Thread: log chunking broken with large queries under load

log chunking broken with large queries under load

From
Andrew Dunstan
Date:
Some of my PostgreSQL Experts colleagues have been complaining to me 
that servers under load with very large queries cause CSV log files that 
are corrupted, because lines are apparently multiplexed. The log 
chunking protocol between the errlog routines and the syslogger is 
supposed to prevent that, so I did a little work to try to reproduce it 
in a controlled way. On my dual quad xeon setup, this script:
   #!/bin/sh   par=$1   seq=$2
   sed 2000q /usr/share/dict/words > words
   psql -q -c 'drop table if exists foo'   psql -q -c 'create table foo (t text)'
   echo '\set words `cat words`' > wordsin.sql   echo 'prepare fooplan (text) as insert into foo values ($1);' >>
wordsin.sql
   for i in `seq 1 $seq`; do      echo "execute fooplan(:'words');" >> wordsin.sql   done
   for i in `seq 1 $par`; do      psql -q -t -f wordsin.sql &   done   wait

called with parameters of 100 and 50 (i.e. 100 simultaneous clients each 
doing 50 very large inserts) is enough to cause CSV log corruption quite 
reliably on PostgreSQL 9.1.

This is a serious bug.
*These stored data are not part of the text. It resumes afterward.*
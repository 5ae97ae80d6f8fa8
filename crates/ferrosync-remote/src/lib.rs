//! Remote file access for ferrosync
//!
//! This crate wraps a remote-file-access backend in a [`RemoteSession`]:
//!
//! - **Bounded retry**: login attempts with a fixed delay and a typed error on
//!   exhaustion
//! - **Path guarding**: every path is normalized and `..` segments are refused
//!   before any backend call
//! - **Timeouts**: a connect timeout per attempt and an idle timeout per call
//! - **Backends**: in-memory, mounted directory, and SFTP (`ssh` feature)
//!
//! # Examples
//!
//! ```rust
//! use ferrosync_config::SyncConfig;
//! use ferrosync_remote::{MemoryConnector, MemoryRemote, RemoteSession};
//!
//! # async fn example() -> ferrosync_types::Result<()> {
//! let remote = MemoryRemote::new().with_file("/srv/a.txt", "hi");
//! let config = SyncConfig::builder("10.0.0.1", "deploy")
//!     .password("secret")
//!     .build()?;
//!
//! let mut session = RemoteSession::connect(&MemoryConnector::new(remote), &config).await?;
//! assert!(session.is_file("/srv/a.txt").await?);
//! session.disconnect().await?;
//! # Ok(())
//! # }
//! ```

#![deny(missing_docs)]
#![warn(clippy::all, clippy::pedantic, clippy::nursery)]
#![allow(clippy::module_name_repetitions)]

pub mod fs;
pub mod memory;
pub mod mounted;
pub mod session;
#[cfg(feature = "ssh")]
pub mod ssh;

pub use fs::{RemoteConnector, RemoteFs, RemoteMetadata};
pub use memory::{MemoryConnector, MemoryRemote};
pub use mounted::{MountedConnector, MountedRemote};
pub use session::RemoteSession;
#[cfg(feature = "ssh")]
pub use ssh::{SftpConnector, SftpRemote};
//! Shared fixtures for ferrosync integration tests

use ferrosync_config::SyncConfig;
use ferrosync_remote::MemoryRemote;
use std::fs;
use std::path::Path;
use std::time::Duration;
use tempfile::TempDir;

/// Remote root used by most scenarios
pub const REMOTE_ROOT: &str = "/data/images";

/// Create a local tree from `(relative path, content)` pairs
pub fn create_local_tree(files: &[(&str, &str)]) -> TempDir {
    let temp_dir = TempDir::new().expect("Failed to create temp dir");
    write_files(temp_dir.path(), files);
    temp_dir
}

/// Write `(relative path, content)` pairs below `base`, creating parents
pub fn write_files(base: &Path, files: &[(&str, &str)]) {
    for (relative, content) in files {
        let path = base.join(relative);
        if let Some(parent) = path.parent() {
            fs::create_dir_all(parent).expect("Failed to create parent directory");
        }
        fs::write(&path, content).expect("Failed to write test file");
    }
}

/// Password configuration for `host` with the given retry budget
///
/// The retry delay is one second, matching the default policy, so tests that
/// exercise it should pause tokio time.
pub fn server_config(host: &str, max_retries: u32) -> SyncConfig {
    SyncConfig::builder(host, "syncuser")
        .password("secret")
        .retries(max_retries, Duration::from_secs(1))
        .build()
        .expect("Failed to build server config")
}

/// Configuration for a server whose remote `/` is the directory `root`
pub fn mounted_config(host: &str, root: &Path) -> SyncConfig {
    SyncConfig::builder(host, "syncuser")
        .password("secret")
        .mounted(root)
        .build()
        .expect("Failed to build mounted config")
}

/// Remote pre-populated with `(absolute path, content)` pairs
pub fn remote_with(files: &[(&str, &str)]) -> MemoryRemote {
    files
        .iter()
        .fold(MemoryRemote::new(), |remote, (path, content)| {
            remote.with_file(path, content.as_bytes())
        })
}

/// Files below `root` on `remote`, relative to `root`, sorted
pub fn remote_listing(remote: &MemoryRemote, root: &str) -> Vec<String> {
    let prefix = format!("{}/", root.trim_end_matches('/'));
    remote
        .files()
        .keys()
        .filter_map(|path| path.strip_prefix(&prefix))
        .map(str::to_string)
        .collect()
}

/// Remote operations that change the tree
pub fn mutating_operations(remote: &MemoryRemote) -> Vec<String> {
    remote
        .operations()
        .into_iter()
        .filter(|op| {
            op.starts_with("write ") || op.starts_with("delete ") || op.starts_with("mkdir ")
        })
        .collect()
}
I'm going to investigate, but it's causing major 
pain, so anyone else who has any ideas is welcome to chime in.

cheers

andrew


Re: log chunking broken with large queries under load

From
Andrew Dunstan
Date:

On 04/01/2012 06:34 PM, Andrew Dunstan wrote:
> Some of my PostgreSQL Experts colleagues have been complaining to me
> that servers under load with very large queries cause CSV log files
> that are corrupted, because lines are apparently multiplexed. The log
> chunking protocol between the errlog routines and the syslogger is
> supposed to prevent that, so I did a little work to try to reproduce
> it in a controlled way.


Well, a little further digging jogged my memory a bit. It looks like we
underestimated the amount of messages we might get as more than one
chunk fairly badly.

We could just increase CHUNK_SLOTS in syslogger.c, but I opted instead
to stripe the slots with a two dimensional array, so we didn't have to
search a larger number of slots for any given message. See the attached
patch.

I'm not sure how much we want to scale this up. I set CHUNK_STRIPES to
20 to start with, and I've asked some colleagues with very heavy log
loads with very large queries to test it out if possible. If anyone else
has a similar load I'd appreciate similar testing.

cheers

andrew

Attachment

Re: log chunking broken with large queries under load

From
Tom Lane
Date:
Andrew Dunstan <andrew@dunslane.net> writes:
> On 04/01/2012 06:34 PM, Andrew Dunstan wrote:
>> Some of my PostgreSQL Experts colleagues have been complaining to me 
>> that servers under load with very large queries cause CSV log files 
>> that are corrupted,

> We could just increase CHUNK_SLOTS in syslogger.c, but I opted instead 
> to stripe the slots with a two dimensional array, so we didn't have to 
> search a larger number of slots for any given message. See the attached 
> patch.

This seems like it isn't actually fixing the problem, only pushing out
the onset of trouble a bit.  Should we not replace the fixed-size array
with a dynamic data structure?
        regards, tom lane


Re: log chunking broken with large queries under load

From
Andrew Dunstan
Date:

On 04/02/2012 12:00 PM, Tom Lane wrote:
> Andrew Dunstan<andrew@dunslane.net>  writes:
>> On 04/01/2012 06:34 PM, Andrew Dunstan wrote:
>>> Some of my PostgreSQL Experts colleagues have been complaining to me
>>> that servers under load with very large queries cause CSV log files
>>> that are corrupted,
>> We could just increase CHUNK_SLOTS in syslogger.c, but I opted instead
>> to stripe the slots with a two dimensional array, so we didn't have to
>> search a larger number of slots for any given message. See the attached
>> patch.
> This seems like it isn't actually fixing the problem, only pushing out
> the onset of trouble a bit.  Should we not replace the fixed-size array
> with a dynamic data structure?
>
>             


"A bit" = 10 to 20 times - more if we set CHUNK_STRIPES higher. :-)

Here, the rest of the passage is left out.